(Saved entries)
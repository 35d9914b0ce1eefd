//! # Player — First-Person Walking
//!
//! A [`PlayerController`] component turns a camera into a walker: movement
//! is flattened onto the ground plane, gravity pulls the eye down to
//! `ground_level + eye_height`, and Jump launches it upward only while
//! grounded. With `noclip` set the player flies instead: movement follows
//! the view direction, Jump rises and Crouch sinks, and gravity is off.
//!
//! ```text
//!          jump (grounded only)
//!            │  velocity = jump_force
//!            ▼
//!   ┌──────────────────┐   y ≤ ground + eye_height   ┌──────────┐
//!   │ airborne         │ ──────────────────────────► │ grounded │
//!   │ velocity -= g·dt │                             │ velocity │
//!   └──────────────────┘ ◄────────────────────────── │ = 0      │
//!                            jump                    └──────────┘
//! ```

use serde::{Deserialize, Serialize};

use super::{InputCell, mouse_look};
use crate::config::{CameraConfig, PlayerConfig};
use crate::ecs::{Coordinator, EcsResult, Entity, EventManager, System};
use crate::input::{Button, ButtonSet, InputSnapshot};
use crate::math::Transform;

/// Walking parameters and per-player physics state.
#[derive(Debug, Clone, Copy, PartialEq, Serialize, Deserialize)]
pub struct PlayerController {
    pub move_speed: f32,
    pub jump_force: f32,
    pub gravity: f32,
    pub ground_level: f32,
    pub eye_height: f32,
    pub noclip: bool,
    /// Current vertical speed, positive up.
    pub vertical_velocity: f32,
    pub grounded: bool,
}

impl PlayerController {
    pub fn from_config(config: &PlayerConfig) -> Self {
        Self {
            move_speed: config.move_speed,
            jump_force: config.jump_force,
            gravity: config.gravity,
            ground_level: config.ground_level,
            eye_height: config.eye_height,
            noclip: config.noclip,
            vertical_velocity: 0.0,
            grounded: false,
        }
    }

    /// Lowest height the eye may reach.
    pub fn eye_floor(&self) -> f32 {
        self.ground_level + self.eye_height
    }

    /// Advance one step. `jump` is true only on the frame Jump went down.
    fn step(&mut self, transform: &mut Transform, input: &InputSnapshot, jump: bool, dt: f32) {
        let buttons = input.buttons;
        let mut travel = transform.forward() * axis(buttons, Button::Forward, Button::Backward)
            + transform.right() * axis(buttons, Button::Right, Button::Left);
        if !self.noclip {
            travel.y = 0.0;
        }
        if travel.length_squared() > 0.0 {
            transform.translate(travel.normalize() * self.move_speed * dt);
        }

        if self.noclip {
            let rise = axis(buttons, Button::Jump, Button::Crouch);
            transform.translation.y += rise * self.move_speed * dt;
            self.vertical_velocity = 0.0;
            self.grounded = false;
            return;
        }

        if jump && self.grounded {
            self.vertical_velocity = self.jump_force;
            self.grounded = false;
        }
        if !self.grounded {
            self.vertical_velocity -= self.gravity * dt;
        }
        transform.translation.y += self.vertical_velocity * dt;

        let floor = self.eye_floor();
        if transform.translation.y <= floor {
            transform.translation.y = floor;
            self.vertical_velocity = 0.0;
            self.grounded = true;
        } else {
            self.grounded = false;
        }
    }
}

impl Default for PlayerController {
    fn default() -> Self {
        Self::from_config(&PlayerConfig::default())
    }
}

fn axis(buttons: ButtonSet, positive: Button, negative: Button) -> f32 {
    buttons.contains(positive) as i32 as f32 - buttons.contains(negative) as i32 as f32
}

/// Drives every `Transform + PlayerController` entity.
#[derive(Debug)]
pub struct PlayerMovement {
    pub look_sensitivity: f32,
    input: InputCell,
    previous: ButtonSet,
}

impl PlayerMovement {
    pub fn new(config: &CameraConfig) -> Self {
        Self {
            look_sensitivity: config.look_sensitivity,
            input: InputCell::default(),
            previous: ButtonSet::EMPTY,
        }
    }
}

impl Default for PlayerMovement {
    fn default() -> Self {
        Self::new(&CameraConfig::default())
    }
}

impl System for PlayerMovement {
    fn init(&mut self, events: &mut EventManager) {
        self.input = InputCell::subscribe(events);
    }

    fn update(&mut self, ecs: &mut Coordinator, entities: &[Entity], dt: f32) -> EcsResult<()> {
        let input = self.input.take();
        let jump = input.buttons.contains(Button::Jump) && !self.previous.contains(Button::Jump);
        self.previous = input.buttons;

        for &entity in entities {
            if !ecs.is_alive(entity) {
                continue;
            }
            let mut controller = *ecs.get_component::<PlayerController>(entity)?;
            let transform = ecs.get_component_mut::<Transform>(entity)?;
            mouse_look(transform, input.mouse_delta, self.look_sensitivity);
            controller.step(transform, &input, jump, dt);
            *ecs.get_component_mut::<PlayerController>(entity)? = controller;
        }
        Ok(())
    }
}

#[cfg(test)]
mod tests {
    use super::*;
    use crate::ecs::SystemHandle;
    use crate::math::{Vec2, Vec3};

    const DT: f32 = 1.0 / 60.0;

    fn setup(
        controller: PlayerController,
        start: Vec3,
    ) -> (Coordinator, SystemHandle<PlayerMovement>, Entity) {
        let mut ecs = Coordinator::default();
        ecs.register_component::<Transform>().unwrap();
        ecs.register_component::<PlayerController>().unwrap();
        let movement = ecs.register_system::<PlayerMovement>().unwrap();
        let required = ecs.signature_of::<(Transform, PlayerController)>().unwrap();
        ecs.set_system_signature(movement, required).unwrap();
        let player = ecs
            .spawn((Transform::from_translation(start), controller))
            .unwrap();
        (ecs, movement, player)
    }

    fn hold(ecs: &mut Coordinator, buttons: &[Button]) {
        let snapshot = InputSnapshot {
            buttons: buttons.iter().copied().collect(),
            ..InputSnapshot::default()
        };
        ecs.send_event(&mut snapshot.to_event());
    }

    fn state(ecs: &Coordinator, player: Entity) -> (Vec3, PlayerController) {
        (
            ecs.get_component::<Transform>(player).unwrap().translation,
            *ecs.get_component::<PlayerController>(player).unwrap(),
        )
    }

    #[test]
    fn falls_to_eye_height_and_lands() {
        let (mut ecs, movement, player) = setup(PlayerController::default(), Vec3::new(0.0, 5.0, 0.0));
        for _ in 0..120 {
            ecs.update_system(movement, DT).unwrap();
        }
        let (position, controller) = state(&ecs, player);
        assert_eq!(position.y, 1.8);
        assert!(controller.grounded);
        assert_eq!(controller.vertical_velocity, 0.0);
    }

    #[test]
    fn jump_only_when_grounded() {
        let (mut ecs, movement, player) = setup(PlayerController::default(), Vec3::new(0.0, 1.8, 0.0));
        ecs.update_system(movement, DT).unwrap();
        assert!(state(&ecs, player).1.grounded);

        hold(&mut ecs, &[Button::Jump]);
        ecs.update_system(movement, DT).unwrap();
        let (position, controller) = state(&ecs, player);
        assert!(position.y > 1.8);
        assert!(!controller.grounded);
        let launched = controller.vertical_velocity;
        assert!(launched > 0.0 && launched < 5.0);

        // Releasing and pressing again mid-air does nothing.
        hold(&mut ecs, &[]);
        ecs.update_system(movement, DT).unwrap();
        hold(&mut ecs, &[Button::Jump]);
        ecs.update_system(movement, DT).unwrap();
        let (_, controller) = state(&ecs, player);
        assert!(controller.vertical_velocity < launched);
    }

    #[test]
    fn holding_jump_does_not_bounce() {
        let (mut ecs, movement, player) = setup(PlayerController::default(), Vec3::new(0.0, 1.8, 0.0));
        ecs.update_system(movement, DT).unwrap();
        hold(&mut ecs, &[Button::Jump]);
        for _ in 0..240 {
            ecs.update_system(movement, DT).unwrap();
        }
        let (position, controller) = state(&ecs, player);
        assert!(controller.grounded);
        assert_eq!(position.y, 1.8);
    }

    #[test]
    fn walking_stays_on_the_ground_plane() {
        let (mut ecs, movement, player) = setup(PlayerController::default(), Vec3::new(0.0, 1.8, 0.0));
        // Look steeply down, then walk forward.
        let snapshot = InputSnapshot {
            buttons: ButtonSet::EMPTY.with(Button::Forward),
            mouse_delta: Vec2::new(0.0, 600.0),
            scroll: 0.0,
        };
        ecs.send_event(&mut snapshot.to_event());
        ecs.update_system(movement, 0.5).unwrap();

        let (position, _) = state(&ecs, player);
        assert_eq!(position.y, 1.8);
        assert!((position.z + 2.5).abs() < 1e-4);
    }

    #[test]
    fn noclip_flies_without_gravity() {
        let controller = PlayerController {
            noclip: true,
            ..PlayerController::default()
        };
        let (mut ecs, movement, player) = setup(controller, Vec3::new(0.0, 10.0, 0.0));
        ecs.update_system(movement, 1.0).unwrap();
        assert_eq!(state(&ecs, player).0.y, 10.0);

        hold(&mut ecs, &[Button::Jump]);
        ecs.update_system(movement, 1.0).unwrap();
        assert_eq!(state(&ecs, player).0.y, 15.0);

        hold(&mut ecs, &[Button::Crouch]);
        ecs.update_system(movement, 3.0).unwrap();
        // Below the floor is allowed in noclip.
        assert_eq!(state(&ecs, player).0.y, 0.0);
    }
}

Required action
What are the lines above, starting at the one with "fn axis(buttons: ButtonSet, positive: Button, negative: Button)" and ending at the one with "self.input = InputCell::subscribe(events);"? Give them again exactly, and only them.

Response to the task
fn axis(buttons: ButtonSet, positive: Button, negative: Button) -> f32 {
    buttons.contains(positive) as i32 as f32 - buttons.contains(negative) as i32 as f32
}

/// Drives every `Transform + PlayerController` entity.
#[derive(Debug)]
pub struct PlayerMovement {
    pub look_sensitivity: f32,
    input: InputCell,
    previous: ButtonSet,
}

impl PlayerMovement {
    pub fn new(config: &CameraConfig) -> Self {
        Self {
            look_sensitivity: config.look_sensitivity,
            input: InputCell::default(),
            previous: ButtonSet::EMPTY,
        }
    }
}

impl Default for PlayerMovement {
    fn default() -> Self {
        Self::new(&CameraConfig::default())
    }
}

impl System for PlayerMovement {
    fn init(&mut self, events: &mut EventManager) {
        self.input = InputCell::subscribe(events);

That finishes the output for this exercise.